Unfortunately, at this point there’s a more serious problem. If somebody in the UK, say, types “Cambridge” as their location, then probably they’re talking about Cambridge, Cambridgeshire; but there’s a small chance that they might be talking about Cambridge, Gloucestershire (population ~1,700), and we’d look like total muppets if we confused the two. Generally, place names have a habit of nonuniqueness; for instance in the GNS data for the UK we have,
| Occurences | Name |
|---|---|
| 18 | Sutton |
| 17 | Weston |
| 17 | Middleton |
| 16 | Newton |
| 15 | Preston |
Now, ideally we’d disambiguate these by asking which one of those they meant, using the name of the enclosing administrative region or some other piece of information the user might be expected to know as a qualifier. Sadly, though GNS nominally has this kind of hierarchical structure (see the ADM1 and 2 fields in this list), in practice many placenames are coded without any information on enclosing geographical region, but with ADM1 set to, for instance, “00 — United Kingdom (general)”.
(As an aside, we don’t actually need this stuff for the UK particularly, because we can ask users for their postcodes and do coordinate lookups from that. But the reason I’m starting by looking at the UK part of the gazetteer is that I know the UK’s geography better than that of, say, Congo or France or somewhere, so it’s easier to see what processing steps are required. Plus, privacy-conscious users may prefer to name a town rather than give their actual postcode, since this makes it much harder for us to lock on to them with our orbiting mind-control LASER satellites.)
So, my current job is to invent some plausible heuristic for annotating nonunique place-names, either by trying to guess the administrative region in which they live (probably not usually practical) or adding other qualifiers such as “near Gloucester” or whatever. I suspect this won’t work all that well, but it only has to be good enough. After all, I’m not going to be using the results to bomb anyone….
Please do not forget that places (especially near borders) tend to have different names in different languages (e.g. Brussel (Dutch) = Bruxelles (French)(bilangual city), Liège (French) = Luik (Dutch) = Lüttich (German).

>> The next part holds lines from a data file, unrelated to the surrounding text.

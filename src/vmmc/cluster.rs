//! Step 3 — the cluster recruitment loop.
//!
//! Grounded in `VMMC_dynamics`'s central `while` loop in the original
//! source: repeatedly pop a random candidate link, canonicalize it onto
//! the (already-recruited, not-yet-recruited) pair, and run the
//! two-sided Whitelam-Geissler acceptance test that keeps the move
//! reversible.

use crate::config::SimConfig;
use crate::core::{Cells, Particle};
use crate::logging::Logger;
use crate::oracle::{PairOracle, pair_energy};
use crate::rng::RandomSource;
use crate::vmmc::kinematics::{Move, apply_move};
use crate::vmmc::links::{PossibleLinks, populate_possible_links};

/// Returns disjoint mutable references to `particles[a]` and
/// `particles[b]`. `a` and `b` must be distinct.
fn two_mut(particles: &mut [Particle], a: usize, b: usize) -> (&mut Particle, &mut Particle) {
    debug_assert_ne!(a, b);
    if a < b {
        let (left, right) = particles.split_at_mut(b);
        (&mut left[a], &mut right[0])
    } else {
        let (left, right) = particles.split_at_mut(a);
        (&mut right[0], &mut left[b])
    }
}

#[allow(clippy::too_many_arguments)]
pub fn recruit(
    particles: &mut [Particle],
    cells: &Cells,
    config: &SimConfig,
    mv: Move,
    clust: &mut Vec<usize>,
    is_in_cluster: &mut [bool],
    possible_links: &mut PossibleLinks,
    prelinked_particles: &mut Vec<usize>,
    oracle: &dyn PairOracle,
    rng: &mut impl RandomSource,
    logger: &dyn Logger,
) {
    while !possible_links.is_empty() && clust.len() < config.vmmc_max_cluster {
        let i = rng.uniform_index(possible_links.len());
        let (a, b) = possible_links.swap_remove(i);

        if is_in_cluster[a] == is_in_cluster[b] {
            // Either both already recruited (drop), or — should not
            // happen given every stored link was produced around an
            // existing cluster member — neither is; drop defensively.
            continue;
        }
        let (p, q) = if is_in_cluster[a] { (a, b) } else { (b, a) };
        let seed_r = particles[clust[0]].r;

        let e_old = {
            let (pp, qq) = two_mut(particles, p, q);
            pair_energy(oracle, pp, qq, config.e)
        };
        debug_assert!(!e_old.overlap);

        let (e_p_moved, force_prelink) = {
            let (pp, qq) = two_mut(particles, p, q);
            let mut snap = pp.store();
            apply_move(mv, seed_r, snap.particle_mut(), config.box_size);
            let energy = pair_energy(oracle, snap.particle(), qq, config.e);
            snap.restore();
            (energy.energy, energy.overlap)
        };

        let p1 = 1.0 - ((e_old.energy - e_p_moved) / config.t).exp();

        if force_prelink || rng.uniform01() < p1 {
            let (e_q_moved, force_link) = {
                let (pp, qq) = two_mut(particles, p, q);
                let mut snap = qq.store();
                apply_move(mv, seed_r, snap.particle_mut(), config.box_size);
                let energy = pair_energy(oracle, pp, snap.particle(), config.e);
                snap.restore();
                (energy.energy, energy.overlap)
            };

            let p2 = (1.0 - ((e_old.energy - e_q_moved) / config.t).exp()).min(1.0);

            if force_link || rng.uniform01() < p2 / p1 {
                clust.push(q);
                is_in_cluster[q] = true;
                expand_links(particles, cells, config, mv, seed_r, q, possible_links, logger);
            } else {
                prelinked_particles.push(q);
            }
        }
    }
}

/// Enumerates links around a newly recruited member both before and
/// after its trial move, the same pattern as the seed's own step 2.
/// Uses the non-guard snapshot so the enumeration calls — which need
/// `&mut` over the whole particle arena — can interleave with the single
/// member's own store/move/restore.
#[allow(clippy::too_many_arguments)]
fn expand_links(
    particles: &mut [Particle],
    cells: &Cells,
    config: &SimConfig,
    mv: Move,
    seed_r: crate::math::Vector,
    member: usize,
    possible_links: &mut PossibleLinks,
    logger: &dyn Logger,
) {
    particles[member].snapshot_in_place();
    let r_old = particles[member].r_old();

    populate_possible_links(
        particles,
        cells,
        member,
        r_old,
        config.box_size,
        config.sqr_rcut,
        possible_links,
        logger,
    );

    apply_move(mv, seed_r, &mut particles[member], config.box_size);

    populate_possible_links(
        particles,
        cells,
        member,
        r_old,
        config.box_size,
        config.sqr_rcut,
        possible_links,
        logger,
    );

    particles[member].restore_in_place();
}

#[cfg(test)]
mod tests {
    use super::*;
    use crate::config::SimConfig;
    use crate::logging::test_support::RecordingLogger;
    use crate::math::Vector;
    use crate::oracle::PairOutcome;

    /// Bond energy `-1/|p-q|`: weakens (rises) as the pair separates.
    struct RadialBond;
    impl PairOracle for RadialBond {
        fn interact(&self, p: &Particle, q: &Particle) -> PairOutcome {
            let d = (p.r - q.r).length().max(1e-6);
            PairOutcome::Bond(Vector::new(-1.0 / d, 0.0, 0.0))
        }
    }

    /// Always returns the lowest possible draw, so any positive
    /// acceptance probability is taken deterministically.
    struct ZeroRng;
    impl RandomSource for ZeroRng {
        fn uniform01(&mut self) -> crate::math::Real {
            0.0
        }
    }

    #[test]
    fn perpendicular_translation_recruits_symmetric_partner() {
        let logger = RecordingLogger::default();
        let config = SimConfig::new(Vector::splat(10.0), 3.0, 0, 4, 0.5, 8)
            .unwrap()
            .with_temperature(1.0)
            .with_e(Vector::new(1.0, 0.0, 0.0));
        let mut cells = Cells::new(&config, &logger);
        // Collinear along x; translating perpendicular (z) makes the
        // "move p alone" and "move q alone" probes land at the same
        // resulting distance, so p2 == p1 exactly and the inner test
        // always fires once the outer one does.
        let mut particles = vec![
            Particle::new(0, Vector::new(1.0, 1.0, 1.0), vec![]),
            Particle::new(1, Vector::new(1.5, 1.0, 1.0), vec![]),
        ];
        cells.fill(&mut particles);

        let mut clust = vec![0usize];
        let mut is_in_cluster = vec![false; 2];
        is_in_cluster[0] = true;
        let mut possible_links = PossibleLinks::with_capacity(config.n_max);
        let mut prelinked = Vec::new();
        let mv = Move::Translation(Vector::new(0.0, 0.0, 0.1));

        possible_links.push_deduped(0, 1, &logger);

        let mut rng = ZeroRng;
        recruit(
            &mut particles,
            &cells,
            &config,
            mv,
            &mut clust,
            &mut is_in_cluster,
            &mut possible_links,
            &mut prelinked,
            &RadialBond,
            &mut rng,
            &logger,
        );

        assert!(clust.contains(&1));
        assert!(prelinked.is_empty());
    }

    #[test]
    fn both_already_in_cluster_just_drops_the_link() {
        let logger = RecordingLogger::default();
        let config = SimConfig::new(Vector::splat(10.0), 3.0, 0, 4, 0.5, 8).unwrap();
        let mut cells = Cells::new(&config, &logger);
        let mut particles = vec![
            Particle::new(0, Vector::new(1.0, 1.0, 1.0), vec![]),
            Particle::new(1, Vector::new(1.5, 1.0, 1.0), vec![]),
        ];
        cells.fill(&mut particles);

        let mut clust = vec![0usize, 1usize];
        let mut is_in_cluster = vec![true, true];
        let mut possible_links = PossibleLinks::with_capacity(config.n_max);
        possible_links.push_deduped(0, 1, &logger);
        let mut prelinked = Vec::new();
        let mv = Move::Translation(Vector::ZERO);
        let mut rng = ZeroRng;

        recruit(
            &mut particles,
            &cells,
            &config,
            mv,
            &mut clust,
            &mut is_in_cluster,
            &mut possible_links,
            &mut prelinked,
            &RadialBond,
            &mut rng,
            &logger,
        );

        assert_eq!(clust.len(), 2);
        assert!(possible_links.is_empty());
    }

    /// Empirical detailed-balance check: in the same symmetric
    /// perpendicular-translation setup as
    /// `perpendicular_translation_recruits_symmetric_partner` — where the
    /// geometry makes `p2 == p1` exactly, so recruitment succeeds iff the
    /// single outer draw `U(0,1) < p1` — the fraction of trials that end
    /// with `q` recruited must converge to the `p1` the production code
    /// itself computes, since that probability *is* the Whitelam-Geissler
    /// acceptance formula detailed balance depends on.
    #[test]
    fn recruitment_rate_matches_the_p1_acceptance_formula() {
        use crate::rng::RngSource;
        use rand::SeedableRng;
        use rand::rngs::SmallRng;

        let logger = RecordingLogger::default();
        let config = SimConfig::new(Vector::splat(10.0), 3.0, 0, 4, 0.5, 8)
            .unwrap()
            .with_temperature(1.0)
            .with_e(Vector::new(1.0, 0.0, 0.0));
        let mv = Move::Translation(Vector::new(0.0, 0.0, 0.1));

        // Mirrors the production p1 formula exactly, computed once against
        // the fixed starting geometry, as the independent expected value.
        let p_r = Vector::new(1.0, 1.0, 1.0);
        let q_r = Vector::new(1.5, 1.0, 1.0);
        let e_old = RadialBond.interact(
            &Particle::new(0, p_r, vec![]),
            &Particle::new(1, q_r, vec![]),
        );
        let e_old_energy = match e_old {
            PairOutcome::Bond(o) => config.e.dot(o),
            _ => panic!("expected a bond"),
        };
        let p_moved_r = p_r + Vector::new(0.0, 0.0, 0.1);
        let e_p_moved = RadialBond.interact(
            &Particle::new(0, p_moved_r, vec![]),
            &Particle::new(1, q_r, vec![]),
        );
        let e_p_moved_energy = match e_p_moved {
            PairOutcome::Bond(o) => config.e.dot(o),
            _ => panic!("expected a bond"),
        };
        let expected_p1 = 1.0 - ((e_old_energy - e_p_moved_energy) / config.t).exp();
        assert!((0.0..1.0).contains(&expected_p1));

        let mut rng = RngSource(SmallRng::seed_from_u64(123));
        let trials = 4000;
        let mut recruited = 0u32;
        for _ in 0..trials {
            let mut cells = Cells::new(&config, &logger);
            let mut particles = vec![Particle::new(0, p_r, vec![]), Particle::new(1, q_r, vec![])];
            cells.fill(&mut particles);

            let mut clust = vec![0usize];
            let mut is_in_cluster = vec![false, false];
            is_in_cluster[0] = true;
            let mut possible_links = PossibleLinks::with_capacity(config.n_max);
            possible_links.push_deduped(0, 1, &logger);
            let mut prelinked = Vec::new();

            recruit(
                &mut particles,
                &cells,
                &config,
                mv,
                &mut clust,
                &mut is_in_cluster,
                &mut possible_links,
                &mut prelinked,
                &RadialBond,
                &mut rng,
                &logger,
            );

            if clust.contains(&1) {
                recruited += 1;
            }
        }

        let empirical = recruited as f64 / trials as f64;
        // Binomial sampling error at 4000 trials is well under 0.03 at
        // the 5-sigma level for any p in (0, 1); 0.05 leaves ample margin.
        assert!(
            (empirical - expected_p1 as f64).abs() < 0.05,
            "empirical recruitment rate {empirical} should track p1={expected_p1}"
        );
    }
}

Places names also tend to change in history: Beijing (modern internaitonal spelling) = Peking (former international spelling), Ceylon = Sri Lanka, …
Hi,
btw, the NASA worldwind file (BlueMarble-Placenames.zip) might
be interesting as well:
http://sourceforge.net/project/showfiles.php?group_id=69528
The format is explained here:
http://www.worldwindcentral.com/wiki/Placename_Format
Would be cool to have a converter to CSV for this…
M.
The placename data for “Blue Marble” is just the GEOnet names data in a binary format. You can download the same data in tab-separated-values text files from the National Geospatial Intelligence Agency (link to “names files for countries and territories”).
geo-coding – capture part of the pledger’s postcode, first 3 characters maybe, and country as a 2-letter code?
“N11, UK” lets people know it’s Southgate in North London, England, but doesn’t give enough information to pinpoint the pledger’s exact location.
It would save you having to store places in a huge static database.
Although, I’m not sure how it would scale worldwide.
I have a database of 27,213 towns contained within a postal region e.g NP7 has 38 towns and villages in it and I have a the corisponding county as well.
You could therefore cross-reference between the town names you have and the county names I have
I have the GNS database available behind a simple REST interface (similar to geocoder.us)
http://brainoff.com/geocoder/rest/
No it doesn’t handle multiple placenames well (or at all), but that’s a future improvement.
Regarding spatial and naming inaccuracies, seems like wiki-fying the database could be fruitful.